先行領域の成果をふまえて、さらに一層の飛躍を図るために、新たに時間情報を生成する「人工神経回路」を構築して対照として用いる。比較を通じて1)「時の流れ」の意識が生れる過程、2)脳内の周期的な「時を刻む」活動が時間の意識や運動のリズムを生み出す過程、3)発達や進化とともに「時を獲得する」過程、4)病気に伴って「時を失う」過程、の4過程を神経回路のレベルまで掘り下げて明らかにする。
本領域には5つの計画研究班を設ける。中心のA01「作る」班は、自然言語を入力として、記述されたイベントの時間順序を出力する人工神経回路を構築する。さらに、4つの学際的な計画研究班が 1)「時の流れ」の意識が生れる過程(B01)、2)脳内の周期的な「時を刻む」活動が時間の意識や運動のリズムを生み出す過程(C01)、3)発達や進化とともに「時を獲得する」 過程(D01)、4)病気に伴って「時を失う」過程(E01)、の4過程を神経回路のレベルまで掘り下げて明らかにする。
図2 「時を作る」エンジンと4枚のプロペラで飛躍する
図3 期待される5つの成果
2. 脳と人工神経回路を比較して時間情報処理の実体を解明する
3. 楽しい時間はなぜ早く過ぎるのか、にも解答
4. 認知症など時の障害の予防・治療法を開発する
5. 時の意識の進化と発達の過程も解明
有機的な連携を通じて5個の成果を得ることを期待している。
(1)「こころの時間」の機能を発揮する人工神経回路を構築する。
(2) 大脳皮質内側面の未来―現在―過去」の時間地図の機能と生成の仕組みを明らかにする。

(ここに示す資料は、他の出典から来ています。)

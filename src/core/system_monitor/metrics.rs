use std::collections::BTreeMap;

use serde::{Deserialize, Serialize};

use crate::core::system_info::{Estimate, RamModule, ScanStatus};

/// CPU usage merged with the published CPU specs
#[derive(Debug, Clone, Default, Serialize, Deserialize, PartialEq)]
pub struct CpuInfo {
    pub usage_percent: f32,
    pub per_core_usage: Vec<f32>,
    /// Current frequency of the first core in MHz
    pub frequency_current: Option<f64>,
    pub count_physical: usize,
    pub count_logical: usize,
    pub temperature: Option<f32>,
    pub load_average: (f64, f64, f64), // 1, 5, 15 min

    // Kernel counters since boot (Linux only)
    pub ctx_switches: Option<u64>,
    pub interrupts: Option<u64>,
    pub soft_interrupts: Option<u64>,
    pub syscalls: Option<u64>,

    pub marketing_name: Option<String>,
    pub vendor: Option<String>,
    pub socket: Option<String>,
    pub family: String,
    pub model: String,
    pub stepping: String,
    pub ext_family: String,
    pub ext_model: String,
    pub revision: String,
    pub microcode: Option<String>,
    pub instructions: Option<String>,

    pub l1_data_cache: Option<String>,
    pub l1_inst_cache: Option<String>,
    /// L1 sizes are `cores * 32 KB` placeholders, not measured values
    pub l1_approximate: bool,
    pub l2_cache: Option<String>,
    pub l3_cache: Option<String>,

    pub core_speed: Option<f64>,
    pub max_clock: Option<f64>,
    pub bus_speed: Option<Estimate>,
    pub multiplier: Option<Estimate>,
    pub rated_fsb: Option<Estimate>,

    pub cores: usize,
    pub threads: usize,
    pub hardware_scan: ScanStatus,
}

#[derive(Debug, Clone, Default, Serialize, Deserialize, PartialEq)]
pub struct MemoryInfo {
    pub total: u64,
    pub available: u64,
    pub used: u64,
    pub percent: f32,
    pub swap_total: u64,
    pub swap_used: u64,
    pub pagefile_total: Option<u64>,
    pub pagefile_used: Option<u64>,
    pub modules: Vec<RamModule>,
    #[serde(rename = "type")]
    pub memory_type: Option<String>,
    /// Effective DRAM clock in MHz
    pub dram_frequency: Option<f64>,
}

#[derive(Debug, Clone, Serialize, Deserialize, PartialEq)]
pub struct DiskInfo {
    pub total: u64,
    pub used: u64,
    pub free: u64,
    pub percent: f32,
    pub device: String,
}

impl DiskInfo {
    pub fn unknown() -> Self {
        Self {
            total: 0,
            used: 0,
            free: 0,
            percent: 0.0,
            device: "Unknown".to_string(),
        }
    }
}

/// Global network totals with per-second rates
#[derive(Debug, Clone, Default, Serialize, Deserialize, PartialEq)]
pub struct NetworkRate {
    pub bytes_sent: u64,
    pub bytes_recv: u64,
    pub packets_sent: u64,
    pub packets_recv: u64,
    pub upload_speed: f64,
    pub download_speed: f64,
}

#[derive(Debug, Clone, Serialize, Deserialize, PartialEq)]
pub struct ProcessInfo {
    pub pid: u32,
    pub name: String,
    pub cpu_percent: f32,
    pub memory_percent: f32,
    pub status: String,
    pub username: Option<String>,
    /// Unix timestamp (seconds)
    pub create_time: u64,
}

#[derive(Debug, Clone, Serialize, Deserialize, PartialEq)]
pub struct DiskPartition {
    pub device: String,
    pub mountpoint: String,
    pub fstype: String,
    pub total: u64,
    pub used: u64,
    pub free: u64,
    pub percent: f32,
    pub opts: String,
}

#[derive(Debug, Clone, Default, Serialize, Deserialize, PartialEq)]
pub struct DiskIOStats {
    pub read_count: u64,
    pub write_count: u64,
    pub read_bytes: u64,
    pub write_bytes: u64,
    pub read_speed: f64,
    pub write_speed: f64,
}

#[derive(Debug, Clone, Default, Serialize, Deserialize, PartialEq)]
pub struct DiskDetailed {
    pub partitions: Vec<DiskPartition>,
    pub io_stats: BTreeMap<String, DiskIOStats>,
}

#[derive(Debug, Clone, Serialize, Deserialize, PartialEq)]
pub struct NetInterface {
    pub name: String,
    pub is_up: bool,
    pub duplex: String,
    /// Link speed in Mbit/s, 0 when unknown
    pub speed: u64,
    pub mtu: u64,
    pub mac_address: Option<String>,
    pub ip_address: Option<String>,
    pub netmask: Option<String>,
    pub broadcast: Option<String>,
    pub bytes_sent: u64,
    pub bytes_recv: u64,
}

#[derive(Debug, Clone, Default, Serialize, Deserialize, PartialEq)]
pub struct NetworkDetailed {
    pub interfaces: Vec<NetInterface>,
    pub global_rate: NetworkRate,
    pub dns_servers: Vec<String>,
    /// Interface name -> default gateway address
    pub gateways: BTreeMap<String, String>,
}

#[derive(Debug, Clone, Serialize, Deserialize, PartialEq)]
pub struct NetConnection {
    /// Descriptor number in the owning process, -1 when unknown
    pub fd: i64,
    pub family: String,
    #[serde(rename = "type")]
    pub kind: String,
    pub laddr: String,
    pub raddr: String,
    pub status: String,
    pub pid: Option<u32>,
    pub process_name: Option<String>,
}

#[derive(Debug, Clone, Serialize, Deserialize, PartialEq)]
pub struct ProcessDetail {
    pub pid: u32,
    pub name: String,
    pub cmdline: Vec<String>,
    pub cwd: String,
    pub username: String,
    pub status: String,
    pub create_time: u64,
    /// "rss" and "vms" in bytes
    pub memory_info: BTreeMap<String, u64>,
    pub num_threads: Option<usize>,
    pub num_fds: Option<usize>,
}

#[derive(Debug, Clone, Serialize, Deserialize, PartialEq)]
pub struct ServiceInfo {
    pub name: String,
    pub display_name: String,
    pub status: String,
    pub start_type: String,
    pub pid: Option<u32>,
    pub username: Option<String>,
    pub description: Option<String>,
}

#[derive(Debug, Clone, Serialize, Deserialize, PartialEq)]
pub struct SensorReading {
    pub label: String,
    pub current: f32,
    pub high: Option<f32>,
    pub critical: Option<f32>,
}

#[derive(Debug, Clone, Serialize, Deserialize, PartialEq)]
pub struct FanReading {
    pub label: String,
    /// RPM
    pub current: u32,
}

#[derive(Debug, Clone, Serialize, Deserialize, PartialEq)]
pub struct BatteryInfo {
    pub percent: f32,
    /// Seconds until empty, `None` while charging or unknown
    pub secsleft: Option<u64>,
    pub power_plugged: Option<bool>,
}

#[derive(Debug, Clone, Default, Serialize, Deserialize, PartialEq)]
pub struct SensorMetrics {
    /// Chip name -> readings
    pub temperatures: BTreeMap<String, Vec<SensorReading>>,
    pub fans: BTreeMap<String, Vec<FanReading>>,
    pub battery: Option<BatteryInfo>,
}
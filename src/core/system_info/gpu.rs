use crate::core::system_info::types::{GpuInfo, GpuVendor};
use crate::error::Result;

#[cfg(windows)]
use crate::platform::system::windows::gpu::get_gpu_info;

#[cfg(target_os = "linux")]
use crate::platform::system::linux::gpu::get_gpu_info;

pub fn collect() -> Result<Vec<GpuInfo>> {
    #[cfg(any(windows, target_os = "linux"))]
    {
        #[allow(unused_mut)]
        let mut gpus = get_gpu_info()?;

        #[cfg(feature = "nvml")]
        enrich_from_nvml(&mut gpus);

        Ok(gpus)
    }

    #[cfg(not(any(windows, target_os = "linux")))]
    {
        Err(crate::error::VantaError::unsupported(
            "GPU enumeration is not available on this platform",
        ))
    }
}

pub fn detect_vendor(name: &str) -> GpuVendor {
    let name = name.to_ascii_lowercase();

    if name.contains("nvidia") || name.contains("geforce") || name.contains("quadro") {
        GpuVendor::Nvidia
    } else if name.contains("amd") || name.contains("radeon") || name.contains("ati ") {
        GpuVendor::Amd
    } else if name.contains("intel") {
        GpuVendor::Intel
    } else {
        GpuVendor::Unknown
    }
}

/// Overwrite VRAM, driver and temperature of NVIDIA adapters with NVML data.
///
/// NVIDIA adapters are matched to NVML devices by order of appearance.
#[cfg(feature = "nvml")]
pub fn enrich_from_nvml(gpus: &mut [GpuInfo]) {
    let devices = match crate::platform::nvidia_nvml::list_devices() {
        Ok(devices) => devices,
        Err(e) => {
            log::debug!("NVML enrichment skipped: {}", e);
            return;
        }
    };

    let nvidia = gpus.iter_mut().filter(|g| g.vendor == GpuVendor::Nvidia);
    for (gpu, device) in nvidia.zip(devices) {
        if device.memory_total > 0 {
            gpu.memory_total = device.memory_total;
        }
        if let Some(driver) = device.driver_version {
            gpu.driver_version = driver;
        }
        gpu.temperature = device.temperature.or(gpu.temperature);
        gpu.pci_slot = gpu.pci_slot.take().or(device.pci_bus_id);
    }
}

/// VRAM as reported by `AdapterRAM`, which is a signed 32-bit field
pub fn wrap_adapter_ram(raw: i64) -> u64 {
    if raw < 0 {
        (raw + (1i64 << 32)) as u64
    } else {
        raw as u64
    }
}
use serde::Deserialize;

use super::core::run_powershell_rows;
use crate::core::system_info::motherboard::{clean_field, field_or_unknown};
use crate::core::system_info::types::MotherboardInfo;
use crate::error::Result;

#[derive(Debug, Deserialize)]
#[serde(rename_all = "PascalCase")]
struct BaseBoardPs {
    manufacturer: Option<String>,
    product: Option<String>,
    serial_number: Option<String>,
    version: Option<String>,
}

#[derive(Debug, Deserialize)]
struct BiosPs {
    #[serde(rename = "Manufacturer")]
    manufacturer: Option<String>,
    #[serde(rename = "SMBIOSBIOSVersion")]
    version: Option<String>,
    #[serde(rename = "ReleaseDate")]
    release_date: Option<String>,
}

/// Board from `Win32_BaseBoard`, BIOS from `Win32_BIOS`
pub fn get_motherboard_info() -> Result<Option<MotherboardInfo>> {
    let boards: Vec<BaseBoardPs> = run_powershell_rows(
        "Get-CimInstance Win32_BaseBoard \
         | Select-Object Manufacturer, Product, SerialNumber, Version",
    )?;
    let Some(board) = boards.into_iter().next() else {
        return Ok(None);
    };

    // A missing BIOS row still leaves a usable board description
    let bios = run_powershell_rows::<BiosPs>(
        "Get-CimInstance Win32_BIOS \
         | Select-Object Manufacturer, SMBIOSBIOSVersion, \
           @{n='ReleaseDate';e={ if ($_.ReleaseDate) { $_.ReleaseDate.ToString('yyyy-MM-dd') } }}",
    )
    .unwrap_or_else(|e| {
        log::debug!("Win32_BIOS query failed: {}", e);
        vec![]
    })
    .into_iter()
    .next();

    Ok(Some(MotherboardInfo {
        manufacturer: field_or_unknown(board.manufacturer.as_deref()),
        product: field_or_unknown(board.product.as_deref()),
        serial: field_or_unknown(board.serial_number.as_deref()),
        version: clean_field(board.version.as_deref()),
        bios_vendor: bios.as_ref().and_then(|b| clean_field(b.manufacturer.as_deref())),
        bios_version: field_or_unknown(bios.as_ref().and_then(|b| b.version.as_deref())),
        bios_date: bios.and_then(|b| b.release_date).unwrap_or_default(),
    }))
}
use std::collections::HashMap;

use super::metrics::NetConnection;
use crate::error::Result;

#[cfg(windows)]
use crate::platform::system::windows::connections::get_connections;

#[cfg(target_os = "linux")]
use crate::platform::system::linux::connections::get_connections;

/// Raw socket table of the host, process names not yet resolved
pub fn fetch() -> Result<Vec<NetConnection>> {
    #[cfg(any(windows, target_os = "linux"))]
    {
        get_connections()
    }

    #[cfg(not(any(windows, target_os = "linux")))]
    {
        Err(crate::error::VantaError::unsupported(
            "socket table is not available on this platform",
        ))
    }
}

/// Stable sort by status, truncate, then fill in process names.
///
/// `resolve` runs at most once per distinct pid; pids it cannot name are
/// shown as "?".
pub fn finalize(
    mut connections: Vec<NetConnection>,
    limit: usize,
    mut resolve: impl FnMut(u32) -> Option<String>,
) -> Vec<NetConnection> {
    connections.sort_by(|a, b| a.status.cmp(&b.status));
    connections.truncate(limit);

    let mut names: HashMap<u32, String> = HashMap::new();
    for conn in &mut connections {
        if let Some(pid) = conn.pid {
            let name = names
                .entry(pid)
                .or_insert_with(|| resolve(pid).unwrap_or_else(|| "?".to_string()));
            conn.process_name = Some(name.clone());
        }
    }

    connections
}

#[cfg(test)]
mod tests {
    use super::*;

    fn conn(status: &str, pid: Option<u32>, laddr: &str) -> NetConnection {
        NetConnection {
            fd: -1,
            family: "IPv4".to_string(),
            kind: "TCP".to_string(),
            laddr: laddr.to_string(),
            raddr: String::new(),
            status: status.to_string(),
            pid,
            process_name: None,
        }
    }

    #[test]
    fn test_sorted_by_status_and_stable() {
        let out = finalize(
            vec![
                conn("LISTEN", Some(1), "a"),
                conn("ESTABLISHED", Some(2), "b"),
                conn("LISTEN", Some(3), "c"),
                conn("ESTABLISHED", None, "d"),
            ],
            10,
            |_| None,
        );
        let order: Vec<_> = out.iter().map(|c| c.laddr.as_str()).collect();
        assert_eq!(order, vec!["b", "d", "a", "c"]);
    }

    #[test]
    fn test_names_resolved_once_per_pid() {
        let mut calls = Vec::new();
        let out = finalize(
            vec![
                conn("LISTEN", Some(7), "a"),
                conn("LISTEN", Some(7), "b"),
                conn("LISTEN", Some(9), "c"),
                conn("LISTEN", None, "d"),
            ],
            10,
            |pid| {
                calls.push(pid);
                (pid == 7).then(|| "sshd".to_string())
            },
        );

        assert_eq!(calls, vec![7, 9]);
        assert_eq!(out[0].process_name.as_deref(), Some("sshd"));
        assert_eq!(out[1].process_name.as_deref(), Some("sshd"));
        assert_eq!(out[2].process_name.as_deref(), Some("?"));
        assert_eq!(out[3].process_name, None);
    }

    #[test]
    fn test_limit() {
        let rows = vec![conn("LISTEN", None, "a"), conn("LISTEN", None, "b")];
        assert!(finalize(rows.clone(), 0, |_| None).is_empty());
        assert_eq!(finalize(rows, 1, |_| None).len(), 1);
    }
}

(3)「思い出が懐かしいのはなぜか」「楽しい時間はなぜ速く過ぎるのか」などの日常の内観と神経活動の関係を明らかにする。
(4) 新たな時間の操作法を開発し、認知症の早期診断や症状改善などへの応用を進める。
(5) ヒトとヒト以外の動物、成人と子供、の共通点と相違点を具体的に解明する。
本領域の成果は、時間の意識が失われる認知症などの疾患の治療に応用されるだけでなく、「楽しい時間はなぜ早く過ぎるのか」といった日常の疑問に神経回路に即した科学的な回答を与えることを通じて、一般社会にも広く還元される。